ABOUT THIS TASK —
Copy out exactly the lines from the line containing "hard precondition for" to the end of the listing.

(EXERCISE INPUTS begins)

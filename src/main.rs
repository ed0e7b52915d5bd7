//! wyze-event-bridge
//!
//! Polls the Wyze cloud event API for doorbell button presses and forwards
//! each one to a downstream HTTP endpoint. The upstream API has no push
//! mechanism, so a watermarked poll loop bridges the gap.

mod bridge;
mod config;
mod error;
mod models;
mod notify;
mod source;

use chrono::Utc;
use tracing_subscriber::{layer::SubscriberExt, util::SubscriberInitExt};

use crate::bridge::EventPoller;
use crate::notify::WebhookNotifier;
use crate::source::WyzeClient;

#[tokio::main]
async fn main() -> anyhow::Result<()> {
    // Initialize tracing
    tracing_subscriber::registry()
        .with(tracing_subscriber::fmt::layer())
        .with(
            tracing_subscriber::EnvFilter::try_from_default_env()
                .unwrap_or_else(|_| "wyze_event_bridge=info".into()),
        )
        .init();

    tracing::info!("Starting wyze-event-bridge...");

    // Load configuration
    let config = config::Config::load()?;
    tracing::info!("Configuration loaded");

    // Authenticate with the Wyze API. A client is a hard precondition for
    // the loop; failure here ends the process.
    let client = match WyzeClient::login(&config.source).await {
        Ok(client) => client,
        Err(e) => {
            tracing::error!("Failed to initialize Wyze client: {}", e);
            anyhow::bail!("exiting due to failed Wyze client initialization: {}", e);
        }
    };

    let notifier = WebhookNotifier::new(&config.delivery)
        .map_err(|e| anyhow::anyhow!("failed to build webhook client: {}", e))?;

    tracing::info!(
        "Forwarding event type {} for device {} to {}",
        config.bridge.event_type,
        config.bridge.device_mac,
        config.delivery.endpoint_url
    );

    // The poll loop is the whole program; it runs until the process is
    // terminated.
    EventPoller::new(client, notifier, &config.bridge, Utc::now())
        .start()
        .await;

    Ok(())
}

(EXERCISE INPUTS ends)

TASK RESULT —
    // Authenticate with the Wyze API. A client is a hard precondition for
    // the loop; failure here ends the process.
    let client = match WyzeClient::login(&config.source).await {
        Ok(client) => client,
        Err(e) => {
            tracing::error!("Failed to initialize Wyze client: {}", e);
            anyhow::bail!("exiting due to failed Wyze client initialization: {}", e);
        }
    };

    let notifier = WebhookNotifier::new(&config.delivery)
        .map_err(|e| anyhow::anyhow!("failed to build webhook client: {}", e))?;

    tracing::info!(
        "Forwarding event type {} for device {} to {}",
        config.bridge.event_type,
        config.bridge.device_mac,
        config.delivery.endpoint_url
    );

    // The poll loop is the whole program; it runs until the process is
    // terminated.
    EventPoller::new(client, notifier, &config.bridge, Utc::now())
        .start()
        .await;

    Ok(())
}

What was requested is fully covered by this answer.